The bank’s Global Restructuring Group operated from 2005 to 2013 and at its peak handled 16,000 companies. The FCA, which came under pressure to publish the report by MPs, identified a number of failings at RBS.
But the bank’s chief executive, Ross McEwan, said the «most serious allegations made against the bank have not been upheld». He added: «The culture, structure and way RBS operates today have all changed fundamentally since the period under review.»

 

Bloomberg
“JPMorgan Taps AI Startup to Help Traders Predict Market Moves.”

At the world’s biggest debt dealer, traders can have trouble making sense of all the action as it happens. So JPMorgan Chase & Co. is bringing in artificial intelligence to give them a picture of the whole trading floor — and even predict where markets are going.
MSX, a data analytics and machine-learning program, is being deployed in the bank’s fixed-income sales and trading operations, New York-based JPMorgan said Monday in a statement. It will compile data from all desks and orders to give salespeople and traders a clearer picture in real time and help them anticipate market moves. Developed by London-based startup Mosaic Smart Data, the program is already used in JPMorgan’s rates trading.
JPMorgan, which generated $15 billion in revenue from its fixed-income business last year, is among banks introducing machine learning and artificial intelligence in capital-markets units. The latest move is about improving the performance of salespeople, not replacing them, said Mosaic Chief Executive Officer Matthew Hodgson.
Mosaic previously partnered with JPMorgan through the bank’s “In-Residence” fintech startup development program created in 2016. Mosaic is the first company to complete the program, which gives startups six months of access to JPMorgan’s people, facilities and systems.
The software can identify patterns in data that JPMorgan already generates. It aims to predict client behavior and offer them ideas they’re more likely to be interested in.

 

Reuters
“Japan’s Abe to push pacifist constitution reform after strong election win.”

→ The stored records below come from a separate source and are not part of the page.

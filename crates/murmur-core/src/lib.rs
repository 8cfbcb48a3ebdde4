pub mod chat;
pub mod error;

// Re-export common error type
pub use error::{MurmurError, Result};
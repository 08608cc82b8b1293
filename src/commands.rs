//! Implementations of the `gsmooth` command line subcommands.

use std::path::PathBuf;

use crate::prelude::*;
use crate::reporting::{CommandOutput, Report};

/// Smooth a per-site TSV track with a masked running average, writing the
/// result as TSV with the missing marker at invalid sites.
pub fn gsmooth_smooth(
    trackfile: &PathBuf,
    seqlens: &PathBuf,
    window_size: usize,
    min_valid_fraction: f64,
    output: Option<&PathBuf>,
) -> Result<CommandOutput<()>, GSmoothError> {
    // get the genome info
    let genome = read_seqlens(seqlens)?;

    let series_map = read_series_tsv(trackfile, &genome)?;
    let smoothed = series_map.smooth(window_size, min_valid_fraction)?;

    let mut report = Report::new();
    for seqname in smoothed.names() {
        let series = smoothed
            .get(&seqname)
            .ok_or_else(|| GSmoothError::MissingSequence(seqname.clone()))?;
        let n_invalid = series.n_invalid();
        if n_invalid > 0 {
            report.add_entry(format!(
                "{}: {} of {} smoothed sites are below the valid-fraction threshold",
                seqname,
                n_invalid,
                series.len()
            ));
        }
    }

    write_smoothed_tsv(&smoothed, output, &SITE_TSV)?;
    Ok(CommandOutput::new((), report))
}

/// Generate a random dense site track for testing, with a given fraction of
/// sites carrying the missing marker.
#[cfg(feature = "dev-commands")]
pub fn gsmooth_random_series(
    seqlens: &PathBuf,
    masked_fraction: f64,
    output: Option<&PathBuf>,
) -> Result<CommandOutput<()>, GSmoothError> {
    use rand::{thread_rng, Rng};
    use std::io::Write;

    let genome = read_seqlens(seqlens)?;

    let output_stream = output.map_or(OutputFile::new_stdout(None), |file| {
        OutputFile::new(file, None)
    });
    let mut writer = output_stream.writer()?;

    let mut rng = thread_rng();
    for (seqname, length) in genome.iter() {
        for pos in 0..*length {
            if rng.gen::<f64>() < masked_fraction {
                writeln!(writer, "{}\t{}\t{}", seqname, pos, SITE_TSV.no_value_string)?;
            } else {
                writeln!(writer, "{}\t{}\t{}", seqname, pos, rng.gen::<f64>())?;
            }
        }
    }
    Ok(CommandOutput::new((), Report::new()))
}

Prime Minister Shinzo Abe, buoyed by a huge election win for lawmakers who favor revising Japan’s post-war, pacifist constitution, signaled a push towards his long-held goal on Monday but will need to convince a divided public to succeed.
Parties in favor of amending the U.S.-drafted charter won nearly 80 percent of the seats in Sunday’s lower house election, media counts showed.
That left the small, new Constitutional Democratic Party of Japan (CDPJ) as the biggest group opposed to Abe’s proposed changes.
Amending the charter’s pacifist Article 9 would be hugely symbolic for Japan. Supporters see it as the foundation of post-war democracy, but many conservatives view it as a humiliating imposition after Japan’s defeat in 1945.
It would also be a victory for Abe, whose conservative agenda of restoring traditional values, stressing obligations to the state over individual rights and loosening constraints on the military, centers on revising the constitution.
“Mr. Abe is trying to create a legacy. His first legacy project was to get the economy out of deflation,” said Jesper Koll, head of equities fund WisdomTree Japan.
Abe proposed last May adding a clause to Article 9 to legitimize Japan’s Self-Defense Force. Read literally, Article 9 bans a standing military but has been interpreted to allow armed forces exclusively for self-defense. Parliament enacted laws in 2015 allowing Japan to exercise collective self-defense, or aid allies under attack, based on a reinterpretation of the constitution rather than a formal revision.
Opinion polls show the public is divided on Abe’s proposal. An NHK survey before the election showed 32 percent in favor, 21 percent opposed, and 39 percent unsure.